Figurent notamment parmi les propositions du CES, la généralisation d’un revenu minimum sous forme d’ « allocation mensuelle différentielle », la mise en place d’un « service civil volontaire », l’affirmation du « droit de tous à l’habitat » avec en particulier la création de « fonds départementaux solidarité-logement », la « généralisation de la couverture des frais de maladie » ainsi qu’un appel à « la défense de l’intégrité familiale » en milieu de grande pauvreté. Est également réaffirmé « le rôle de promotion sociale de l’école » vis-à-vis des populations les plus défavorisées avec, dans cette perspective, un appel à « centrer l’effort sur l’école maternelle » et à « former l’ensemble des personnels enseignants et gestionnaires à la réalité sociale des plus démunis ».

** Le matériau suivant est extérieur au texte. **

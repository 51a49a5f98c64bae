//! Flat in-memory vector index with nearest-neighbor search.
//!
//! Vectors live in a slot-addressed table; a position table maps each slot
//! back to its record id and an id-keyed docstore holds the chunk payloads.
//! The index is append-only: changed documents are represented by inserting
//! new chunks, stale chunks are never removed.

use std::cmp::Ordering;
use std::collections::HashMap;
use std::sync::Arc;

use serde::{Deserialize, Serialize};
use uuid::Uuid;

use crate::document::Chunk;
use crate::errors::ChatbotError;

/// Index handle shared between the ingestion pipeline (writer) and the
/// retrieval tool (reader).
pub type SharedIndex = Arc<tokio::sync::RwLock<VectorIndex>>;

/// Distance metric, fixed once at construction.
#[derive(Debug, Clone, Copy, PartialEq, Eq, Serialize, Deserialize)]
#[serde(rename_all = "snake_case")]
pub enum DistanceMetric {
    SquaredL2,
    Cosine,
}

pub struct VectorIndex {
    dimension: usize,
    metric: DistanceMetric,
    vectors: Vec<Vec<f32>>,
    slot_to_id: Vec<String>,
    docstore: HashMap<String, Chunk>,
}

impl VectorIndex {
    pub fn new(dimension: usize, metric: DistanceMetric) -> Result<Self, ChatbotError> {
        if dimension == 0 {
            return Err(ChatbotError::Configuration(
                "index dimension must be greater than zero".to_string(),
            ));
        }
        Ok(Self {
            dimension,
            metric,
            vectors: Vec::new(),
            slot_to_id: Vec::new(),
            docstore: HashMap::new(),
        })
    }

    pub fn into_shared(self) -> SharedIndex {
        Arc::new(tokio::sync::RwLock::new(self))
    }

    pub fn dimension(&self) -> usize {
        self.dimension
    }

    pub fn metric(&self) -> DistanceMetric {
        self.metric
    }

    pub fn len(&self) -> usize {
        self.vectors.len()
    }

    pub fn is_empty(&self) -> bool {
        self.vectors.is_empty()
    }

    /// Append records and return their assigned ids in input order.
    ///
    /// Existing records are never overwritten. All vectors are checked
    /// against the configured dimension before anything is appended, so a
    /// mismatch mid-batch cannot leave a partial insertion behind.
    pub fn insert(
        &mut self,
        records: Vec<(Chunk, Vec<f32>)>,
    ) -> Result<Vec<String>, ChatbotError> {
        for (_, vector) in &records {
            self.check_dimension(vector)?;
        }

        let mut ids = Vec::with_capacity(records.len());
        for (chunk, vector) in records {
            let id = Uuid::new_v4().to_string();
            self.vectors.push(vector);
            self.slot_to_id.push(id.clone());
            self.docstore.insert(id.clone(), chunk);
            ids.push(id);
        }
        Ok(ids)
    }

    /// Return up to `k` nearest records, ascending by distance.
    ///
    /// Ties are broken by insertion order (earlier insertion wins). When the
    /// index holds fewer than `k` records, all of them are returned.
    pub fn search(
        &self,
        query: &[f32],
        k: usize,
    ) -> Result<Vec<(Chunk, f32)>, ChatbotError> {
        self.check_dimension(query)?;

        let mut scored: Vec<(usize, f32)> = self
            .vectors
            .iter()
            .enumerate()
            .map(|(slot, vector)| (slot, self.distance(query, vector)))
            .collect();
        // Stable sort keeps insertion order among equal distances.
        scored.sort_by(|a, b| a.1.partial_cmp(&b.1).unwrap_or(Ordering::Equal));
        scored.truncate(k);

        let mut results = Vec::with_capacity(scored.len());
        for (slot, distance) in scored {
            let id = &self.slot_to_id[slot];
            let chunk = self.docstore.get(id).ok_or_else(|| {
                ChatbotError::Retrieval(format!("docstore entry missing for id {id}"))
            })?;
            results.push((chunk.clone(), distance));
        }
        Ok(results)
    }

    fn check_dimension(&self, vector: &[f32]) -> Result<(), ChatbotError> {
        if vector.len() != self.dimension {
            return Err(ChatbotError::DimensionMismatch {
                expected: self.dimension,
                actual: vector.len(),
            });
        }
        Ok(())
    }

    fn distance(&self, a: &[f32], b: &[f32]) -> f32 {
        match self.metric {
            DistanceMetric::SquaredL2 => a
                .iter()
                .zip(b.iter())
                .map(|(x, y)| (x - y) * (x - y))
                .sum(),
            DistanceMetric::Cosine => 1.0 - cosine_similarity(a, b),
        }
    }
}

fn cosine_similarity(a: &[f32], b: &[f32]) -> f32 {
    let dot: f32 = a.iter().zip(b.iter()).map(|(x, y)| x * y).sum();
    let norm_a: f32 = a.iter().map(|x| x * x).sum::<f32>().sqrt();
    let norm_b: f32 = b.iter().map(|x| x * x).sum::<f32>().sqrt();
    let denom = norm_a * norm_b;
    if denom <= f32::EPSILON {
        return 0.0;
    }
    dot / denom
}
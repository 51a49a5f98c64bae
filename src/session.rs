//! Session management: builds and replaces conversation engines over a
//! shared vector index.

use std::path::PathBuf;
use std::sync::Arc;

use crate::chunker::TextChunker;
use crate::config::{AppConfig, ModelConfig};
use crate::engine::ConversationEngine;
use crate::errors::ChatbotError;
use crate::extract::TextExtractor;
use crate::index::{SharedIndex, VectorIndex};
use crate::ingest::{IngestReport, IngestionPipeline, PageFilter};
use crate::llm::{ChatModelFactory, Embedder};
use crate::retrieval::RetrieveTool;

/// Owns the active conversation engine and the index it answers from.
///
/// `create` runs the full ingestion pipeline and then constructs an engine;
/// `replace_model` swaps the engine wholesale (fresh thread id, empty
/// history) over the same already-built index without re-running ingestion.
pub struct SessionManager {
    factory: Arc<dyn ChatModelFactory>,
    extractor: Arc<dyn TextExtractor>,
    embedder: Arc<dyn Embedder>,
    config: AppConfig,
    page_filter: Option<PageFilter>,
    index: Option<SharedIndex>,
    engine: Option<ConversationEngine>,
}

impl SessionManager {
    pub fn new(
        factory: Arc<dyn ChatModelFactory>,
        extractor: Arc<dyn TextExtractor>,
        embedder: Arc<dyn Embedder>,
        config: AppConfig,
    ) -> Self {
        Self {
            factory,
            extractor,
            embedder,
            config,
            page_filter: None,
            index: None,
            engine: None,
        }
    }

    /// Enable the explicit page pre-filter for subsequent ingestion runs.
    pub fn with_page_filter(mut self, filter: PageFilter) -> Self {
        self.page_filter = Some(filter);
        self
    }

    /// Ingest `sources` into a fresh index and construct the conversation
    /// engine over it.
    pub async fn create(
        &mut self,
        model_config: &ModelConfig,
        sources: &[PathBuf],
    ) -> Result<IngestReport, ChatbotError> {
        self.config.validate()?;

        let chunker = TextChunker::with_separators(
            self.config.chunking.chunk_size,
            self.config.chunking.overlap,
            self.config.chunking.separators.clone(),
        )?;
        let index =
            VectorIndex::new(self.config.index.dimension, self.config.index.metric)?
                .into_shared();

        let mut pipeline = IngestionPipeline::new(
            Arc::clone(&self.extractor),
            Arc::clone(&self.embedder),
            Arc::clone(&index),
            chunker,
        );
        if let Some(filter) = &self.page_filter {
            pipeline = pipeline.with_page_filter(filter.clone());
        }
        let report = pipeline.ingest(sources).await?;
        // Keep the populated index even if the model build below fails, so
        // a later replace_model can reuse it without re-ingesting.
        self.index = Some(Arc::clone(&index));

        let model = self.factory.build(model_config).await?;
        let retriever = RetrieveTool::new(
            index,
            Arc::clone(&self.embedder),
            self.config.retrieval.top_k,
        );
        self.engine = Some(ConversationEngine::new(model, retriever));
        Ok(report)
    }

    /// Discard the active engine and its thread, build a new chat model
    /// handle, and construct a fresh engine over the same index.
    pub async fn replace_model(
        &mut self,
        model_config: &ModelConfig,
    ) -> Result<(), ChatbotError> {
        let index = self.index.clone().ok_or_else(|| {
            ChatbotError::Configuration(
                "no index available; run create before replace_model".to_string(),
            )
        })?;

        let model = self.factory.build(model_config).await?;
        let retriever = RetrieveTool::new(
            index,
            Arc::clone(&self.embedder),
            self.config.retrieval.top_k,
        );
        let engine = ConversationEngine::new(model, retriever);
        if let Some(old) = &self.engine {
            tracing::info!(
                old_thread = %old.thread_id(),
                new_thread = %engine.thread_id(),
                "replaced chat model, discarding previous thread"
            );
        }
        self.engine = Some(engine);
        Ok(())
    }

    pub fn engine(&self) -> Option<&ConversationEngine> {
        self.engine.as_ref()
    }

    pub fn index(&self) -> Option<SharedIndex> {
        self.index.clone()
    }
}
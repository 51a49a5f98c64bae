use std::path::Path;
use std::sync::OnceLock;

use tracing_appender::non_blocking::WorkerGuard;
use tracing_subscriber::layer::SubscriberExt;
use tracing_subscriber::util::SubscriberInitExt;

static LOG_GUARD: OnceLock<WorkerGuard> = OnceLock::new();

/// Initialize tracing with a stdout layer and a daily rolling log file.
///
/// Safe to call once per process; the worker guard is kept alive for the
/// process lifetime.
pub fn init(log_dir: &Path) {
    let _ = std::fs::create_dir_all(log_dir);

    let file_appender = tracing_appender::rolling::daily(log_dir, "docuchat.log");
    let (non_blocking, guard) = tracing_appender::non_blocking(file_appender);
    let _ = LOG_GUARD.set(guard);

    let env_filter = tracing_subscriber::EnvFilter::try_from_default_env()
        .unwrap_or_else(|_| tracing_subscriber::EnvFilter::new("info"));

    let stdout_layer = tracing_subscriber::fmt::layer().with_target(false);
    let file_layer = tracing_subscriber::fmt::layer()
        .with_target(false)
        .with_ansi(false)
        .with_writer(non_blocking);

    tracing_subscriber::registry()
        .with(env_filter)
        .with(stdout_layer)
        .with(file_layer)
        .init();
}
/// precomputes the CRC table as a constant!
///
/// CRC-16/MODBUS: reflected polynomial 0xA001, initial value 0xFFFF, no final XOR
const CRC: crc::Crc<u16> = crc::Crc::<u16>::new(&crc::CRC_16_MODBUS);

pub(crate) const CRC_LENGTH: usize = 2;

/// Compute the Modbus CRC-16 of a byte sequence
///
/// On the wire the result is transmitted low byte first.
///
/// ```
/// let crc = modsim::crc16(&[0x01, 0x03, 0x00, 0x00, 0x00, 0x0A]);
/// assert_eq!(crc.to_le_bytes(), [0xC5, 0xCD]);
/// ```
pub fn crc16(bytes: &[u8]) -> u16 {
    CRC.checksum(bytes)
}

/// Split a complete frame into the checked bytes and the little-endian CRC trailer
pub(crate) fn split_trailer(frame: &[u8]) -> Option<(&[u8], u16)> {
    if frame.len() < CRC_LENGTH {
        return None;
    }
    let (data, trailer) = frame.split_at(frame.len() - CRC_LENGTH);
    Some((data, u16::from_le_bytes([trailer[0], trailer[1]])))
}

#[cfg(test)]
mod tests {
    use super::*;

    fn bitwise_crc16(bytes: &[u8]) -> u16 {
        let mut crc: u16 = 0xFFFF;
        for byte in bytes {
            crc ^= *byte as u16;
            for _ in 0..8 {
                let mask = if crc & 1 != 0 { 0xA001 } else { 0 };
                crc = (crc >> 1) ^ mask;
            }
        }
        crc
    }

    #[test]
    fn matches_canonical_modbus_vector() {
        let crc = crc16(&[0x01, 0x03, 0x00, 0x00, 0x00, 0x0A]);
        assert_eq!(crc, 0xCDC5);
        assert_eq!(crc.to_le_bytes(), [0xC5, 0xCD]);
    }

    #[test]
    fn table_matches_bitwise_algorithm() {
        let inputs: &[&[u8]] = &[
            &[],
            &[0x00],
            &[0xFF, 0xFF, 0xFF],
            &[0x0A, 0x03, 0x00, 0x0A, 0x00, 0x01],
            &[0x2A, 0x06, 0x00, 0x10, 0x12, 0x34],
            b"123456789",
        ];
        for input in inputs {
            assert_eq!(crc16(input), bitwise_crc16(input));
        }
    }

    #[test]
    fn empty_input_yields_initial_value() {
        assert_eq!(crc16(&[]), 0xFFFF);
    }

    #[test]
    fn splits_trailer_low_byte_first() {
        let frame = [0x01, 0x03, 0x00, 0x00, 0x00, 0x0A, 0xC5, 0xCD];
        let (data, crc) = split_trailer(&frame).unwrap();
        assert_eq!(data, &frame[..6]);
        assert_eq!(crc, 0xCDC5);
        assert!(split_trailer(&[0x01]).is_none());
    }
}
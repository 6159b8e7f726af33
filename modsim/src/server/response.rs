use crate::common::frame::FrameWriter;
use crate::common::function::FunctionCode;
use crate::common::serialize::{BitValues, RegisterValues};
use crate::decode::AppDecodeLevel;
use crate::error::InternalError;
use crate::exception::ExceptionCode;
use crate::types::{Indexed, UnitId};

/// What a device decided to send back for one request
#[derive(Debug, Clone, PartialEq, Eq)]
pub(crate) enum Response<'a> {
    /// Write requests are acknowledged by repeating them verbatim
    Echo(&'a [u8]),
    /// Values for a read coils / read discrete inputs request
    Bits {
        function: FunctionCode,
        start: u16,
        values: Vec<u16>,
    },
    /// Values for a read holding / input registers request
    Registers {
        function: FunctionCode,
        start: u16,
        values: Vec<u16>,
    },
    Exception {
        function: u8,
        exception: ExceptionCode,
    },
}

impl<'a> Response<'a> {
    pub(crate) fn exception(function: u8, exception: ExceptionCode) -> Self {
        Response::Exception {
            function,
            exception,
        }
    }

    /// Serialize the response into the writer, appending a CRC unless it is an echo
    pub(crate) fn write<'b>(
        &self,
        unit_id: UnitId,
        writer: &'b mut FrameWriter,
    ) -> Result<&'b [u8], InternalError> {
        match self {
            Response::Echo(request) => writer.echo(request),
            Response::Bits {
                function, values, ..
            } => writer.format(unit_id, function.get_value(), &BitValues::new(values)),
            Response::Registers {
                function, values, ..
            } => writer.format(unit_id, function.get_value(), &RegisterValues::new(values)),
            Response::Exception {
                function,
                exception,
            } => Ok(writer.exception(unit_id, *function, *exception)),
        }
    }
}

pub(crate) struct ResponseDisplay<'a, 'b> {
    response: &'a Response<'b>,
    level: AppDecodeLevel,
}

impl<'a, 'b> ResponseDisplay<'a, 'b> {
    pub(crate) fn new(level: AppDecodeLevel, response: &'a Response<'b>) -> Self {
        Self { response, level }
    }
}

impl std::fmt::Display for ResponseDisplay<'_, '_> {
    fn fmt(&self, f: &mut std::fmt::Formatter<'_>) -> std::fmt::Result {
        match self.response {
            Response::Echo(request) => {
                write!(f, "ECHO ({} bytes)", request.len())?;
            }
            Response::Bits {
                function,
                start,
                values,
            } => {
                write!(f, "{function}")?;
                if self.level.data_headers() {
                    write!(f, " start: {:#06X} qty: {}", start, values.len())?;
                }
                if self.level.data_values() {
                    for (index, value) in (*start..).zip(values.iter()) {
                        write!(f, "\n{}", Indexed::new(index, *value != 0))?;
                    }
                }
            }
            Response::Registers {
                function,
                start,
                values,
            } => {
                write!(f, "{function}")?;
                if self.level.data_headers() {
                    write!(f, " start: {:#06X} qty: {}", start, values.len())?;
                }
                if self.level.data_values() {
                    for (index, value) in (*start..).zip(values.iter()) {
                        write!(f, "\n{}", Indexed::new(index, *value))?;
                    }
                }
            }
            Response::Exception {
                function,
                exception,
            } => {
                write!(f, "EXCEPTION ({function:#04X}) {exception}")?;
            }
        }
        Ok(())
    }
}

La conclusion finale de l’avis atteste que le CES a pleinement pris la mesure du rapport qu’il vient d’adopter : « Il s’agit là d’une nouvelle étape sur la voie d’un développement plus solidaire au sein de notre société, conférant à la lutte contre la grande pauvreté et l’exclusion sociale, le caractère d’une priorité nationale engageant le pays tout entier. »
Ambitieux, le chemin ainsi tracé demeure pragmatique : en cette période de cohabitation politique peu propice aux grandes avancées législatives, le rapport opte pour une phase d’expérimentation destinée à conduire ultérieurement à une loi d’orientation.